DATASET CONTENT:

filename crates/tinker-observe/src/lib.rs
pub mod tracing_setup;
//! Tinker CLI and REST API entry point.
//!
//! Binary name: `tinker`
//!
//! Parses CLI arguments, initializes tracing, then either starts the HTTP
//! server or runs a client command against one.

mod cli;
mod http;
mod state;

use clap::Parser;

use cli::{Cli, Commands};
use state::AppState;
use tinker_infra::config::{load_config, resolve_data_dir};
use tinker_observe::tracing_setup::{init_tracing, shutdown_tracing};

#[tokio::main]
async fn main() -> anyhow::Result<()> {
    let cli = Cli::parse();

    init_tracing(cli.otel, cli.log_filter())
        .map_err(|e| anyhow::anyhow!("failed to initialize tracing: {e}"))?;

    let result = run(cli).await;
    shutdown_tracing();
    result
}

async fn run(cli: Cli) -> anyhow::Result<()> {
    match cli.command {
        Commands::Serve {
            host,
            port,
            ephemeral,
        } => serve(host, port, ephemeral, cli.quiet).await,

        Commands::History { session, server } => {
            cli::conversation::history(&server, &session, cli.json).await
        }

        Commands::Send {
            session,
            text,
            image,
            server,
        } => cli::conversation::send(&server, &session, text, image.as_deref(), cli.json).await,
    }
}

async fn serve(
    host: Option<String>,
    port: Option<u16>,
    ephemeral: bool,
    quiet: bool,
) -> anyhow::Result<()> {
    let data_dir = resolve_data_dir();
    let config = load_config(&data_dir).await;
    let state = AppState::init(&config, &data_dir, ephemeral).await?;

    let host = host.unwrap_or_else(|| config.server.host.clone());
    let port = port.unwrap_or(config.server.port);
    let addr = format!("{host}:{port}");
    let listener = tokio::net::TcpListener::bind(&addr).await?;

    tracing::info!(
        addr = %addr,
        provider = state.orchestrator.provider_name(),
        model = %config.provider.model,
        ephemeral,
        "Tinker API listening"
    );
    if !quiet {
        println!(
            "  {} Tinker API listening on {}",
            console::style("⚡").bold(),
            console::style(format!("http://{addr}")).cyan()
        );
        println!("  {}", console::style("Press Ctrl+C to stop").dim());
    }

    let router = http::router::build_router(state);

    axum::serve(listener, router)
        .with_graceful_shutdown(shutdown_signal())
        .await?;

    if !quiet {
        println!("\n  Server stopped.");
    }
    Ok(())
}

/// Wait for Ctrl+C or SIGTERM for graceful shutdown.
async fn shutdown_signal() {
    let ctrl_c = async {
        if let Err(e) = tokio::signal::ctrl_c().await {
            tracing::error!(error = %e, "Failed to listen for Ctrl+C");
            std::future::pending::<()>().await;
        }
    };

    #[cfg(unix)]
    let terminate = async {
        match tokio::signal::unix::signal(tokio::signal::unix::SignalKind::terminate()) {
            Ok(mut signal) => {
                signal.recv().await;
            }
            Err(e) => {
                tracing::error!(error = %e, "Failed to install SIGTERM handler");
                std::future::pending::<()>().await;
            }
        }
    };

    #[cfg(not(unix))]
    let terminate = std::future::pending::<()>();

    tokio::select! {
        _ = ctrl_c => {},
        _ = terminate => {},
    }
    tracing::info!("Shutdown signal received");
}
//! OpenAI chat completions wire types.
//!
//! Request/response structures for `/chat/completions`. They are NOT the
//! generic LLM types from tinker-types; those are provider-agnostic.

use serde::{Deserialize, Serialize};

/// Request body for `POST /chat/completions`.
#[derive(Debug, Clone, Serialize)]
pub struct ChatCompletionRequest {
    pub model: String,
    pub messages: Vec<ChatMessage>,
    pub max_tokens: u32,
    #[serde(skip_serializing_if = "Option::is_none")]
    pub temperature: Option<f64>,
    #[serde(skip_serializing_if = "Option::is_none")]
    pub response_format: Option<ResponseFormat>,
}

#[derive(Debug, Clone, Serialize)]
pub struct ChatMessage {
    pub role: String,
    pub content: MessageContent,
}

/// Plain string for text-only messages, content parts otherwise.
#[derive(Debug, Clone, Serialize)]
#[serde(untagged)]
pub enum MessageContent {
    Text(String),
    Parts(Vec<ContentPart>),
}

#[derive(Debug, Clone, Serialize)]
#[serde(tag = "type", rename_all = "snake_case")]
pub enum ContentPart {
    Text { text: String },
    ImageUrl { image_url: ImageUrl },
}

#[derive(Debug, Clone, Serialize)]
pub struct ImageUrl {
    pub url: String,
}

#[derive(Debug, Clone, Serialize)]
pub struct ResponseFormat {
    #[serde(rename = "type")]
    pub kind: String,
}

impl ResponseFormat {
    pub fn json_object() -> Self {
        Self {
            kind: "json_object".to_string(),
        }
    }
}

/// Response body for a non-streaming chat completion.
#[derive(Debug, Clone, Deserialize)]
pub struct ChatCompletionResponse {
    #[serde(default)]
    pub id: String,
    #[serde(default)]
    pub model: String,
    pub choices: Vec<Choice>,
    #[serde(default)]
    pub usage: Option<CompletionUsage>,
}

#[derive(Debug, Clone, Deserialize)]
pub struct Choice {
    pub message: ResponseMessage,
    #[serde(default)]
    pub finish_reason: Option<String>,
}

#[derive(Debug, Clone, Deserialize)]
pub struct ResponseMessage {
    #[serde(default)]
    pub content: Option<String>,
}

#[derive(Debug, Clone, Deserialize)]
pub struct CompletionUsage {
    #[serde(default)]
    pub prompt_tokens: u32,
    #[serde(default)]
    pub completion_tokens: u32,
}

/// Error envelope returned with non-success statuses.
#[derive(Debug, Clone, Deserialize)]
pub struct ErrorResponse {
    pub error: ErrorDetail,
}

#[derive(Debug, Clone, Deserialize)]
pub struct ErrorDetail {
    pub message: String,
}
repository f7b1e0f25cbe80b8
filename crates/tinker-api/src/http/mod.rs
//! HTTP API layer for Tinker.
//!
//! Two conversation endpoints plus `/health`, with CORS and request tracing.

pub mod error;
pub mod handlers;
pub mod router;
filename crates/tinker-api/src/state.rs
//! Application state wiring the turn orchestrator to concrete infrastructure.
//!
//! The orchestrator is generic over its message log; AppState pins it to
//! [`ServerLog`], which is SQLite in normal operation and in-memory for
//! `serve --ephemeral`.

use std::path::Path;
use std::sync::Arc;

use anyhow::Context;

use tinker_core::chat::context::{ContextBuilder, ContextWindow};
use tinker_core::chat::orchestrator::{TurnOrchestrator, TurnSettings};
use tinker_core::chat::prompt::SYSTEM_PROMPT;
use tinker_core::chat::repository::MessageLog;
use tinker_core::llm::box_provider::BoxLlmProvider;
use tinker_infra::config::resolve_api_key;
use tinker_infra::llm::create_provider;
use tinker_infra::memory::InMemoryMessageLog;
use tinker_infra::sqlite::message_log::SqliteMessageLog;
use tinker_infra::sqlite::pool::{DatabasePool, database_url};
use tinker_types::chat::{ChatTurn, NewChatTurn};
use tinker_types::config::{AppConfig, LimitsConfig};
use tinker_types::error::RepositoryError;

/// The message log selected at startup.
pub enum ServerLog {
    Sqlite(SqliteMessageLog),
    Memory(InMemoryMessageLog),
}

impl MessageLog for ServerLog {
    async fn append(&self, turn: &NewChatTurn) -> Result<ChatTurn, RepositoryError> {
        match self {
            ServerLog::Sqlite(log) => log.append(turn).await,
            ServerLog::Memory(log) => log.append(turn).await,
        }
    }

    async fn list_by_session(&self, session_id: &str) -> Result<Vec<ChatTurn>, RepositoryError> {
        match self {
            ServerLog::Sqlite(log) => log.list_by_session(session_id).await,
            ServerLog::Memory(log) => log.list_by_session(session_id).await,
        }
    }
}

pub type ConcreteOrchestrator = TurnOrchestrator<ServerLog>;

/// Shared state of the HTTP server.
#[derive(Clone)]
pub struct AppState {
    pub orchestrator: Arc<ConcreteOrchestrator>,
    pub limits: LimitsConfig,
}

impl AppState {
    pub fn new(orchestrator: ConcreteOrchestrator, limits: LimitsConfig) -> Self {
        Self {
            orchestrator: Arc::new(orchestrator),
            limits,
        }
    }

    /// Resolve the provider credential, open the log, and wire the orchestrator.
    ///
    /// Fails when the API key variable is unset; the server never starts
    /// without a credential.
    pub async fn init(config: &AppConfig, data_dir: &Path, ephemeral: bool) -> anyhow::Result<Self> {
        let api_key = resolve_api_key(&config.provider).with_context(|| {
            format!(
                "no API key for provider '{}': set the {} environment variable",
                config.provider.name, config.provider.api_key_env
            )
        })?;
        let provider = create_provider(&config.provider, api_key)?;

        let log = if ephemeral {
            tracing::warn!("Ephemeral mode: conversations are kept in memory only");
            ServerLog::Memory(InMemoryMessageLog::new())
        } else {
            tokio::fs::create_dir_all(data_dir)
                .await
                .with_context(|| format!("failed to create data directory {}", data_dir.display()))?;
            let url = config
                .storage
                .database_url
                .clone()
                .unwrap_or_else(|| database_url(data_dir));
            let pool = DatabasePool::new(&url)
                .await
                .with_context(|| format!("failed to open database {url}"))?;
            ServerLog::Sqlite(SqliteMessageLog::new(pool))
        };

        Ok(Self::new(
            build_orchestrator(config, log, provider),
            config.limits.clone(),
        ))
    }
}

/// Wire an orchestrator from config; shared by startup and tests.
pub fn build_orchestrator(
    config: &AppConfig,
    log: ServerLog,
    provider: BoxLlmProvider,
) -> ConcreteOrchestrator {
    let window = ContextWindow {
        max_turns: config.context.max_turns,
    };
    TurnOrchestrator::new(
        log,
        provider,
        ContextBuilder::new(SYSTEM_PROMPT, window),
        TurnSettings::from_provider_settings(&config.provider),
    )
}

TASK REQUIREMENTS: Scan the entries for lines with the string "bool". Report only how many there are.

EXERCISE RESPONSE: 3